__TO DO__
Would you tally how many lines in the records include the word "PublicQueueItem"? Reply with the number only.

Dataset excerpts
*** Begin section ***
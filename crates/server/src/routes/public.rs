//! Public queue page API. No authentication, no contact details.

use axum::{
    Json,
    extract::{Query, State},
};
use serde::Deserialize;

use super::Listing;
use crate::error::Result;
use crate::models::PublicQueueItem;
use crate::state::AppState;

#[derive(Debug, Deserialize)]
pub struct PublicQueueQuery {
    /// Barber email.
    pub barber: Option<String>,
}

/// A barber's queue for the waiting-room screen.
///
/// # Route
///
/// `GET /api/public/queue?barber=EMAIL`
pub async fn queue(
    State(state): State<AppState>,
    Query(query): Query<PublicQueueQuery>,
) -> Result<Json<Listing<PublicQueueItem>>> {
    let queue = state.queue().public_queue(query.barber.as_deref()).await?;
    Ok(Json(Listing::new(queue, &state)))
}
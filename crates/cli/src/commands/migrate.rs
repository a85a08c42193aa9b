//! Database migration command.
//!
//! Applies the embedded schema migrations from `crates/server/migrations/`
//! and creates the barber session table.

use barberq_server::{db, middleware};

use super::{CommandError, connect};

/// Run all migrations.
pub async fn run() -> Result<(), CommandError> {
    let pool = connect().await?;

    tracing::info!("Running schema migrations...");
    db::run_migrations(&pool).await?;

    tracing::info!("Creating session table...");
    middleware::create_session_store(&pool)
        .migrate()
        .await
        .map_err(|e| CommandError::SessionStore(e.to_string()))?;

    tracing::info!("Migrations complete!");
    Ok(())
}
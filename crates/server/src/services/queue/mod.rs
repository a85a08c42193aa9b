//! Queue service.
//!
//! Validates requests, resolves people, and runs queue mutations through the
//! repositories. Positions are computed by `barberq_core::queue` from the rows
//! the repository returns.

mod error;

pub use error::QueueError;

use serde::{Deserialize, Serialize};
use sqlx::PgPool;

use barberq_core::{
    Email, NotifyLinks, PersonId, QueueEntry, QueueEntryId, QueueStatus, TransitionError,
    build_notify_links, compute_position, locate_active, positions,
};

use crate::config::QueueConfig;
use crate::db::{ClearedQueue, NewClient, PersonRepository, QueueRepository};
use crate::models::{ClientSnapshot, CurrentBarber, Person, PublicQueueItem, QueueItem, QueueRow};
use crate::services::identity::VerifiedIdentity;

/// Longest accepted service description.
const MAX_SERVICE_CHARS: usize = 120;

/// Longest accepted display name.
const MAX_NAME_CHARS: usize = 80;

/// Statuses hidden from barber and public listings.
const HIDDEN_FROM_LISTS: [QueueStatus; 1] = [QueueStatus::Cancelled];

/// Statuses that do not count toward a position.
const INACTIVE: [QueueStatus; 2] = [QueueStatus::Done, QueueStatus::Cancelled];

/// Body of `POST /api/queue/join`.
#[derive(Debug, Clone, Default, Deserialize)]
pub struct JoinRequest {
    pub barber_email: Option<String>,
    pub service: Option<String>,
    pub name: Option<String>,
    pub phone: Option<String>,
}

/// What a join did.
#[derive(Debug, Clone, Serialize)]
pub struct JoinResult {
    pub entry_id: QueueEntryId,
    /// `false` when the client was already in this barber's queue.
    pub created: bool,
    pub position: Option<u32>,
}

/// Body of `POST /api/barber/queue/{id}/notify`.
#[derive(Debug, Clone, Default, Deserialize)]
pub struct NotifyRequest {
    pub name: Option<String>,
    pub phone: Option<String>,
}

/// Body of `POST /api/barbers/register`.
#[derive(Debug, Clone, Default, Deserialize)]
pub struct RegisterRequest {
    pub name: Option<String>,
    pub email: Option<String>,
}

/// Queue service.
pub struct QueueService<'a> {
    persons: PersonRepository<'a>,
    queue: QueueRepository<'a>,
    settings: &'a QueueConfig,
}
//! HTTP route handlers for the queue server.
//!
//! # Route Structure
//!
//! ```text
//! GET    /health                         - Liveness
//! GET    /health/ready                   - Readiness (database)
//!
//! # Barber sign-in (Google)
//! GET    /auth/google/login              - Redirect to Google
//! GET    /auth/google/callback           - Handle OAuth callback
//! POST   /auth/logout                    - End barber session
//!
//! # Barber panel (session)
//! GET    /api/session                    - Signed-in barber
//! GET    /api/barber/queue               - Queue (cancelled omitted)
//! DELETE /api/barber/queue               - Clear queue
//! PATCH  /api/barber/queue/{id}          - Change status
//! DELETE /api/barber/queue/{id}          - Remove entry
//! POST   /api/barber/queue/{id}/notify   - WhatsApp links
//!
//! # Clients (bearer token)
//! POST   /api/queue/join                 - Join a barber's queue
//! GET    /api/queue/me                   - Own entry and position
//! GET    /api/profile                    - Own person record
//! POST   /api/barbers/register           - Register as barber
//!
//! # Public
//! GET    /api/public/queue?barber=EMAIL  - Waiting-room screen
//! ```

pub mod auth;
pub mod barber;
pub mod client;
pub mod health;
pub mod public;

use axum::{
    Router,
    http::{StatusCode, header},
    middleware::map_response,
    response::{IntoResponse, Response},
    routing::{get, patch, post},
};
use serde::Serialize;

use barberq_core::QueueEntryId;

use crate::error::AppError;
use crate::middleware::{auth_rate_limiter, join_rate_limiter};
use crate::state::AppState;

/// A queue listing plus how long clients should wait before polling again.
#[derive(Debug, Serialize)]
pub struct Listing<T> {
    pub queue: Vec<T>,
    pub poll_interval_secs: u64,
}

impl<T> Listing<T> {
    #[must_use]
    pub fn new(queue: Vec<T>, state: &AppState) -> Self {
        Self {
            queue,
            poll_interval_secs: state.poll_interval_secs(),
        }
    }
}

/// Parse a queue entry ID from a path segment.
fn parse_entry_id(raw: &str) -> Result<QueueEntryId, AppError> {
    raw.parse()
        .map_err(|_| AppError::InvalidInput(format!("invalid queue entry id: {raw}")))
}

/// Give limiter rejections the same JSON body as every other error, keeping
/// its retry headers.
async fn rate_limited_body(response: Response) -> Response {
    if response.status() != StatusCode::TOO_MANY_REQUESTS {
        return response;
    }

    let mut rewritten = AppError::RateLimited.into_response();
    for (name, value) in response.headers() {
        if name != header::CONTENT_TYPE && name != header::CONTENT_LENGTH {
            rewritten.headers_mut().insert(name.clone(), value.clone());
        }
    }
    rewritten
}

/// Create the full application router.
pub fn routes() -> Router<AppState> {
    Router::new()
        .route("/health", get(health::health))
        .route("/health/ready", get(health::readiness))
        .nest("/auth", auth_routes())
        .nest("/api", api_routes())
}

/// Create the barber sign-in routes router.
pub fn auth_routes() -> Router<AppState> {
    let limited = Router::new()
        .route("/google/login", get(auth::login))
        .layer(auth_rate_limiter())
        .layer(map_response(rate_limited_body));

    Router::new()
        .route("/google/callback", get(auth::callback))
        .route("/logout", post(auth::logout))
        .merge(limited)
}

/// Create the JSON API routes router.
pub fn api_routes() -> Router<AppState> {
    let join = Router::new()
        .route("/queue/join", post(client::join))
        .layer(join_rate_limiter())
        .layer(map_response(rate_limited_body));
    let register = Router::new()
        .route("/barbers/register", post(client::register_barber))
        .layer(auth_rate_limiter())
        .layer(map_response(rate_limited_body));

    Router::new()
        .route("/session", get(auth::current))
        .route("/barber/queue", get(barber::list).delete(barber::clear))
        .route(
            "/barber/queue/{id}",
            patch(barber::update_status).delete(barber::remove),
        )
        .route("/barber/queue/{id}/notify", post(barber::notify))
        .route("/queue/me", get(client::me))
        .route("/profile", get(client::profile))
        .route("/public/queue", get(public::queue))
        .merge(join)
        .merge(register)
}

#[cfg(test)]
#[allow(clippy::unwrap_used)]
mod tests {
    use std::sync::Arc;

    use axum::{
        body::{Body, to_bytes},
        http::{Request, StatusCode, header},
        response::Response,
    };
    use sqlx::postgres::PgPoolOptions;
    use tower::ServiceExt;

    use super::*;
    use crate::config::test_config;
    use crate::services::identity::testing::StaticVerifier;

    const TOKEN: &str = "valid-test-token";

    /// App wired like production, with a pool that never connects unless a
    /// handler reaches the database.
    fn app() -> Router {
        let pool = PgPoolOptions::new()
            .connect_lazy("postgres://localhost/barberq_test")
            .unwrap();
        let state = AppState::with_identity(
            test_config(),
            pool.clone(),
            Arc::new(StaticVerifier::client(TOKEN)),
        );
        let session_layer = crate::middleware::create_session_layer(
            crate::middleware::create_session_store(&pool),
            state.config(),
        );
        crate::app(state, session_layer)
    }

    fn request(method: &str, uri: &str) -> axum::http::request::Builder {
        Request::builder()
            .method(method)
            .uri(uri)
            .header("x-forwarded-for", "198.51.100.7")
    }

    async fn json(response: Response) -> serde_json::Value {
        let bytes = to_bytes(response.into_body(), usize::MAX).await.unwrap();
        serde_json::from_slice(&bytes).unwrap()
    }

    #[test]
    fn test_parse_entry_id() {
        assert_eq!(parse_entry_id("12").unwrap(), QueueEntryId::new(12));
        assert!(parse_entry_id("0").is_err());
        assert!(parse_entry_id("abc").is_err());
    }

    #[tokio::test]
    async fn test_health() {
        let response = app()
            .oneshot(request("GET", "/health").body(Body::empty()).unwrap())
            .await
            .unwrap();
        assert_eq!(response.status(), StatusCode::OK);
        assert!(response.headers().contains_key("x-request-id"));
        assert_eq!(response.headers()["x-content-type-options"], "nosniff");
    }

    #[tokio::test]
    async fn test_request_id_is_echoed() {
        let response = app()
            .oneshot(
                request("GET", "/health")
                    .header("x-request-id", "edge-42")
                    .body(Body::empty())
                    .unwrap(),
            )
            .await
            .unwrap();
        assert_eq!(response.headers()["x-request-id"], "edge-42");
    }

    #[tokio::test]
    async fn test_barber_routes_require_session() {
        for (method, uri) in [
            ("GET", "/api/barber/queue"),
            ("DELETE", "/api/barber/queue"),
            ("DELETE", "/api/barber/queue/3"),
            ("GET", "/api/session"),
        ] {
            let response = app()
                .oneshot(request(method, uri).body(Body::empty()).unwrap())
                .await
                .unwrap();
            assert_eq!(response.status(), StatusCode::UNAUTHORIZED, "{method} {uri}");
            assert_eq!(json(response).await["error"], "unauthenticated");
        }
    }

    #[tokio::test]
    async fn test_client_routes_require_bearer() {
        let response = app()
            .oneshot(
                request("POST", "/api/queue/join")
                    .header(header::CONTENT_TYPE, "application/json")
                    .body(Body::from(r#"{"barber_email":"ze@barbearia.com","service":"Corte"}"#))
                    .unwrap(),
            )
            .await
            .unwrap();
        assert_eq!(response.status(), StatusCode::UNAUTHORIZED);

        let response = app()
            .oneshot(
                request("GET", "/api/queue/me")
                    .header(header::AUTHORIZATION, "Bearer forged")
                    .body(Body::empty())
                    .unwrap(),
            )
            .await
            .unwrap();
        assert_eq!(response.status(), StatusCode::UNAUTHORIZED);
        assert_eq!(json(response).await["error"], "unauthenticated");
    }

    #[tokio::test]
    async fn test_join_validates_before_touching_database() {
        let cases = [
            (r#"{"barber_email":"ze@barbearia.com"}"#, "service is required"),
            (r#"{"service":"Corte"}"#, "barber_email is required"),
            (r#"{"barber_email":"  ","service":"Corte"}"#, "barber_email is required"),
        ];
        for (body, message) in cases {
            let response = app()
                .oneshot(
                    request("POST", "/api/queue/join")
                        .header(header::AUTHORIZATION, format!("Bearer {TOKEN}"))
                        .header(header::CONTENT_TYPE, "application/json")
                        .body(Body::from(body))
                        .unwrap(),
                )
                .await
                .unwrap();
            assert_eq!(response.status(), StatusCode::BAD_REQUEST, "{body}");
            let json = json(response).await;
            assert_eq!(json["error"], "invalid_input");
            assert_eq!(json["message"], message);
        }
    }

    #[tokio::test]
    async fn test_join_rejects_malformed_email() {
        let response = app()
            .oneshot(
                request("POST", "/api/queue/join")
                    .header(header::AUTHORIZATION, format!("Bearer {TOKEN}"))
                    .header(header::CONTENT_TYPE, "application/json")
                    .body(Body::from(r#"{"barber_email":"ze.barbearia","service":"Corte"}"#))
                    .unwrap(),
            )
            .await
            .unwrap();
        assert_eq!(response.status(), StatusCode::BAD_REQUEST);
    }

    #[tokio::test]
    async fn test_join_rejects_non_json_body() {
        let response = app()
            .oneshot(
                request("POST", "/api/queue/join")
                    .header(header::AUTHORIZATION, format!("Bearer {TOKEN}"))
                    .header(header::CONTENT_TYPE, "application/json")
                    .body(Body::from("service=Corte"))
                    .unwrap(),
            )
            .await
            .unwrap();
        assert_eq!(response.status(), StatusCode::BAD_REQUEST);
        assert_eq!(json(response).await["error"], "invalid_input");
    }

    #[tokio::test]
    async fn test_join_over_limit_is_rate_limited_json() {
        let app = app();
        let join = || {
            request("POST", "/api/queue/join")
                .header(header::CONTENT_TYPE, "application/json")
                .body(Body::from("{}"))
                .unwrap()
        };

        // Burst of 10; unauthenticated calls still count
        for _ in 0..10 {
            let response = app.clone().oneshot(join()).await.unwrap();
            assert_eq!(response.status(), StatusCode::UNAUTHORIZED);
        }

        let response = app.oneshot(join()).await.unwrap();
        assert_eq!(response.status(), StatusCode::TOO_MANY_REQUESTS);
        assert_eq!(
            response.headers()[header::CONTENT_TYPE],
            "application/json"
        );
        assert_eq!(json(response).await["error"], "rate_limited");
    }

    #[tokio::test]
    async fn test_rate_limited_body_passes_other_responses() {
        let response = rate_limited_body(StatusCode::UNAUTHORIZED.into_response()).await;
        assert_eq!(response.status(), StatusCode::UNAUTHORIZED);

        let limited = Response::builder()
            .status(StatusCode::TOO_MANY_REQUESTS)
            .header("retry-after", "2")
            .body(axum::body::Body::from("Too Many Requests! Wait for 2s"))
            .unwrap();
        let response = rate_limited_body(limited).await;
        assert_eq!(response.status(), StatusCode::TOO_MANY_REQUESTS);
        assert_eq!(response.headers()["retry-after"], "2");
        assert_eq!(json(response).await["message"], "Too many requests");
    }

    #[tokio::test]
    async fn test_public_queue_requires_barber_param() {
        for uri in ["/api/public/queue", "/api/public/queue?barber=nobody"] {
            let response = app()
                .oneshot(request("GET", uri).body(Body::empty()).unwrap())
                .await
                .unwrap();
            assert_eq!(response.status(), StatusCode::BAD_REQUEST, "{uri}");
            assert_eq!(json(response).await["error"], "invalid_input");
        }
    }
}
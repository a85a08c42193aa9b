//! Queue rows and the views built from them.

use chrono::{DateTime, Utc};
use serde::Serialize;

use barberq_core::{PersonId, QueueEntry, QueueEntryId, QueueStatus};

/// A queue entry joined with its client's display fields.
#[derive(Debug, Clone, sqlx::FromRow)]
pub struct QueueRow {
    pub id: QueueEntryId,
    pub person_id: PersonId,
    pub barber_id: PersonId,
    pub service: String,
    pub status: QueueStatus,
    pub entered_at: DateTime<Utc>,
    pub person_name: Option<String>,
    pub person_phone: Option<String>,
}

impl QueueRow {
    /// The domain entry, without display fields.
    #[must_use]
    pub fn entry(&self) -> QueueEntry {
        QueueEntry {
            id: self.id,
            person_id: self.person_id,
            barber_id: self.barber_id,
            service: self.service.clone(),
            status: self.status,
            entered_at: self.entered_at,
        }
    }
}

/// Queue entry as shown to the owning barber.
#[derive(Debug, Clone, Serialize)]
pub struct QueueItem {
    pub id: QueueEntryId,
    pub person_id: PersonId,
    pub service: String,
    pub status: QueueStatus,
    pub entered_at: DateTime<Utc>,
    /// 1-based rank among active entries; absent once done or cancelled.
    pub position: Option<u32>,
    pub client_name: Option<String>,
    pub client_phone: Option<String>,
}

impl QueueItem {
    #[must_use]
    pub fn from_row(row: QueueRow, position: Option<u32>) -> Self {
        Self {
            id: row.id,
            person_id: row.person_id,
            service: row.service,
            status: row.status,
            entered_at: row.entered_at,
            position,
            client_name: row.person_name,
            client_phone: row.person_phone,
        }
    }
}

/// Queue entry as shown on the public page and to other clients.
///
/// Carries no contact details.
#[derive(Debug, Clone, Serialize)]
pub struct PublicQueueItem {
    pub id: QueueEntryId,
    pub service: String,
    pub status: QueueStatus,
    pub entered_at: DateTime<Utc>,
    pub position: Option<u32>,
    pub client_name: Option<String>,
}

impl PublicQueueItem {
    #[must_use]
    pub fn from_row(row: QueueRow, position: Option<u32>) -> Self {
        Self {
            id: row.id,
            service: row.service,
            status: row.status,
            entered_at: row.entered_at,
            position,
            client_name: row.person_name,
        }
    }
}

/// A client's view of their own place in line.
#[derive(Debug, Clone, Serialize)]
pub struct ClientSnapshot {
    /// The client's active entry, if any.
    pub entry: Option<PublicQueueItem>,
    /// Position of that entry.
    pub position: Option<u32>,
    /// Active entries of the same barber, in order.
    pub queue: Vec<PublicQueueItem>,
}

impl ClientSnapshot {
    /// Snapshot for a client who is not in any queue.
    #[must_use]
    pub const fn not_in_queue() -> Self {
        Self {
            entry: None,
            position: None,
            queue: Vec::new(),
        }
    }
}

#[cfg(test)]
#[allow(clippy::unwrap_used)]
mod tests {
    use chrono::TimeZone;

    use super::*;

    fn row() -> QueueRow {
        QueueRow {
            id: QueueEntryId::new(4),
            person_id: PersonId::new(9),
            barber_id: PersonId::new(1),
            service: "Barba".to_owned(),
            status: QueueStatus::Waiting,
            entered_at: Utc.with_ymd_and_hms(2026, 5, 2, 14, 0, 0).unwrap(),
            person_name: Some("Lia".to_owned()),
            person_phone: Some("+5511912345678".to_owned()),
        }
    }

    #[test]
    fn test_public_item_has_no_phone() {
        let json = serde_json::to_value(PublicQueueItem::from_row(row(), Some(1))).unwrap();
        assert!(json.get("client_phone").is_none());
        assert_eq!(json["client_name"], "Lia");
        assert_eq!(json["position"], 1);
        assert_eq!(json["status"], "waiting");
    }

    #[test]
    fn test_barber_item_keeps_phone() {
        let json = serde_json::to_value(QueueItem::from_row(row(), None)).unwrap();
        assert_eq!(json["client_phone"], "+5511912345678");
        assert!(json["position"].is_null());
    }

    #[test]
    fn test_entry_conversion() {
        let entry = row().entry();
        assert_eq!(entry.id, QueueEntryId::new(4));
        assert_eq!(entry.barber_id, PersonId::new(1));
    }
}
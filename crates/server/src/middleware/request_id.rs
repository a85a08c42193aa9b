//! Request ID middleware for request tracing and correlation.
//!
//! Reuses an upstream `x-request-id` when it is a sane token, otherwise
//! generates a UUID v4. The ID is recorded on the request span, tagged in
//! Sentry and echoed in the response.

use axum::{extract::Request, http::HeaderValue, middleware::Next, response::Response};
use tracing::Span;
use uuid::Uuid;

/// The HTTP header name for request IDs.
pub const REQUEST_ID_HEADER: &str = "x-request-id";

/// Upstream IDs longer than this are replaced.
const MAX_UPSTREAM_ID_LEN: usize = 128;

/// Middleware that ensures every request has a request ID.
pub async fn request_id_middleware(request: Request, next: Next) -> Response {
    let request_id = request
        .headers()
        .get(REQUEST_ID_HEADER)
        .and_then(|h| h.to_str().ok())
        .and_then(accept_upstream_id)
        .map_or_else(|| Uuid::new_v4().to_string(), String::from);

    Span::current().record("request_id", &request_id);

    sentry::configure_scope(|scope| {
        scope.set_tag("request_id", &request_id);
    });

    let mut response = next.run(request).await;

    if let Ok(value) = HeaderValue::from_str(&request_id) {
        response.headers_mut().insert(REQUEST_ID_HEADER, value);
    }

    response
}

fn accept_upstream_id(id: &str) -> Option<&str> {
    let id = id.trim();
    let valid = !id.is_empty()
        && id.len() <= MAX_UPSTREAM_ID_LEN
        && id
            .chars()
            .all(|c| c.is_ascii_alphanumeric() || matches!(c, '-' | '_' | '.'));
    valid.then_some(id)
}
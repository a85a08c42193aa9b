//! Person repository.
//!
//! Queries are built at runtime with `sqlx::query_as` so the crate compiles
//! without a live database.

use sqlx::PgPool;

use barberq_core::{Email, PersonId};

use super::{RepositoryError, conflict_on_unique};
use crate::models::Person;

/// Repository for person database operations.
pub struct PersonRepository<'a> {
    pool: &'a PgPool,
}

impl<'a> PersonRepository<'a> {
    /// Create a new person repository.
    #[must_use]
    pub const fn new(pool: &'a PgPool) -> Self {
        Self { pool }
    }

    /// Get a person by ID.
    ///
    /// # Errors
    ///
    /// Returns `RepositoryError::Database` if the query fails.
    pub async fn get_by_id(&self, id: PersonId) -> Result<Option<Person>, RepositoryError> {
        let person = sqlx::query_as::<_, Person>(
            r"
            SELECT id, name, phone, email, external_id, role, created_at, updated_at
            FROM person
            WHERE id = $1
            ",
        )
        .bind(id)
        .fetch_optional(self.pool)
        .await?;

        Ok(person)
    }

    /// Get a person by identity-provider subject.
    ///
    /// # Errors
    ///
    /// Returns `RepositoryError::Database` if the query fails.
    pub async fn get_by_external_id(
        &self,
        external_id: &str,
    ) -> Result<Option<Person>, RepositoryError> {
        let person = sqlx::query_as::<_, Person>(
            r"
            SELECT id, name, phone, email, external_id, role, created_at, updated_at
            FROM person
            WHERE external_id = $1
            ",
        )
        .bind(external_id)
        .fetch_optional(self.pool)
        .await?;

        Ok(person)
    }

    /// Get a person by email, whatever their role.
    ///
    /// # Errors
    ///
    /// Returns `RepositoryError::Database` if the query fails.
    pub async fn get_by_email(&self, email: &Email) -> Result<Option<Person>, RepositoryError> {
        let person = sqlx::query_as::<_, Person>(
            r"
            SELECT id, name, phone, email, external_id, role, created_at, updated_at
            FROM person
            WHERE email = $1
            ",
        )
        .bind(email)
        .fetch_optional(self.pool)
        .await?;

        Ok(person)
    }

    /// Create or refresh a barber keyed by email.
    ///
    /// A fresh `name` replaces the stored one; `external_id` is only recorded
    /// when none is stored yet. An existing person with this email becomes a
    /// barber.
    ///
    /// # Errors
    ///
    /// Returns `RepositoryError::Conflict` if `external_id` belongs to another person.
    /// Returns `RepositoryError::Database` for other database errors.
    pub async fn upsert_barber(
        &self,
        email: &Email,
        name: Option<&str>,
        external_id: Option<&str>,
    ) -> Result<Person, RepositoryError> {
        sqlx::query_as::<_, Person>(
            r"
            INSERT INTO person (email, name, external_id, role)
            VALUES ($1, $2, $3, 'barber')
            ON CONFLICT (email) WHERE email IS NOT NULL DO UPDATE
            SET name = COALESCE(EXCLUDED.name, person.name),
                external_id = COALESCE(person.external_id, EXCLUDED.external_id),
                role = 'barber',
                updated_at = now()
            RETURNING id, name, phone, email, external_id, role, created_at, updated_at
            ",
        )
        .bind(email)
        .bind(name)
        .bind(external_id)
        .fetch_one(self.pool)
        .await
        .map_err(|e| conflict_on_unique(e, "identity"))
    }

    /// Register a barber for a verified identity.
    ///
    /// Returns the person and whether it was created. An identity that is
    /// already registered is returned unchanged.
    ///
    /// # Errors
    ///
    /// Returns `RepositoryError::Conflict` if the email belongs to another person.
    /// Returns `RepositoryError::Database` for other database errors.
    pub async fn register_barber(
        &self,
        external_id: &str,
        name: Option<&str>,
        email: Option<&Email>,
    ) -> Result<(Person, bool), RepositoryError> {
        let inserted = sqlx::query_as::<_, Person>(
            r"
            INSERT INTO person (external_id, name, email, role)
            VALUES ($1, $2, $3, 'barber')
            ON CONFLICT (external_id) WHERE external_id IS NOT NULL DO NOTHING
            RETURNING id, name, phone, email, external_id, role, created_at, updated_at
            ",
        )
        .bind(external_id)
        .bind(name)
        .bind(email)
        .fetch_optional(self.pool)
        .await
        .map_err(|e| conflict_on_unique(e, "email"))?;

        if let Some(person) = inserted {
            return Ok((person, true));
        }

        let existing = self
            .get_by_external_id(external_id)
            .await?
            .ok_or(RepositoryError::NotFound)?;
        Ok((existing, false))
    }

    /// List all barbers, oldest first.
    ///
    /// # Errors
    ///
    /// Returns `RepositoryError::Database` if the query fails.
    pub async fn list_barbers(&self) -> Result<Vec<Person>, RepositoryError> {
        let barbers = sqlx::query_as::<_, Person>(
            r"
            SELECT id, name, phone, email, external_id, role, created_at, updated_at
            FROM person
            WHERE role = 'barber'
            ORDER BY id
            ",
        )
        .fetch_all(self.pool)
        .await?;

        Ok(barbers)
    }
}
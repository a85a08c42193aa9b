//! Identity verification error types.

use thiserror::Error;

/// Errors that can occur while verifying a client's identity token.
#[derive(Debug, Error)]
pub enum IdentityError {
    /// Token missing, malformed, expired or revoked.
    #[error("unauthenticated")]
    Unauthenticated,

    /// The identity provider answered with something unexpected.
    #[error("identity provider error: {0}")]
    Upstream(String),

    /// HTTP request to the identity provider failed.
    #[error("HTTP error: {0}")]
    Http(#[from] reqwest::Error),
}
*** End section ***
__ANSWER FOR THE TASK__
8